Puzzles are a mainstay in our house. My son prides himself on 40-piece floor puzzles; my daughter prides herself on dumping every box we own. To stay sane, I’ve started timing myself on how fast I can put them back together (36 seconds for four puzzles, for those keeping score).
But recently, while “training,” I was struck by a wooden cow. My daughter had realized that if she dumped the puzzle, Daddy would busily put it back together, a cycle that brought her immense joy. My obsession with speed had blinded me to a missing piece, and her “rebellion” actually helped me find it.
The Art of the Cutout
There’s a reason two-year-olds start with puzzles that have shapes already cut out of the board. One piece for one shape. It is straightforward and foundational. We cheer when they fit the ship into the ship-shaped hole because they are learning the “Art of the Puzzle.”
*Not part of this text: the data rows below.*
#![forbid(unsafe_code)]
//! XFSR public API facade.
//!
//! Re-exports the volume, handle and error types from `xfsr-core`. Embedders
//! and the inspector binary depend on this crate only.

pub use xfsr_core::*;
I see a direct connection here to how we teach children morals. In our adult lives, “moral complexities” often cloud our decisions. We sometimes turn the “Other” into a villain to justify ourselves. As a person of faith, I believe all humanity is capable of villainy. But if we communicate these adult complexities to children before their foundations are laid, we risk raising children who are morally ambiguous at best and morally bereft at worst.
The Subversion Trap
Fairy tales are the “wooden cutout puzzles” of morality. The hero and villain are defined; the virtues are clear. Modern storytellers love to subvert these roles—take Shrek, for example. Making an ogre the hero is great storytelling, but it only works because the audience has a foundational understanding that ogres are traditionally bad. If you don’t know the rule, you can’t appreciate the exception. Child psychologist Bruno Bettelheim warns against teaching ambivalence too early:
“Ambiguities must wait until a relatively firm personality has been established… Then the child has a basis for understanding that there are great differences between people.”
Seeing the “Goodness of Goodness”
Children need a “moral road map.” They need to see what a world of goodness looks like so they can eventually recognize the negative effects of sin within it. Fantasy draws them into a “what if” world where they can safely observe archetypes of good and evil.
Martin Buber once recalled a student who wrote a brilliant essay on why lying is destructive, while being the most habitual liar in the class. He argued that we don’t need more lectures; we need a “compelling vision of the goodness of goodness itself” presented in a way that stirs the imagination.
Conclusion: Practicing the Beginner Puzzles
It is much safer—and more effective—to have a child read Snow White and recognize that the stepmother is wicked because of her jealousy, rather than pointing at a neighbor’s new boat and saying, “See? He is evil.”
Children steeped in fairy tales learn to recognize the “ogre” in their neighbors (and themselves) without claiming their neighbors are wholly ogres. They learn to recognize humility in The Goose Girl so they can later honor it in their community.
A child with strong inward beliefs has a far greater chance of exhibiting outward virtues. And if we find ourselves struggling to navigate the complexities of adulthood, perhaps we just need a little more practice with the beginner’s puzzles.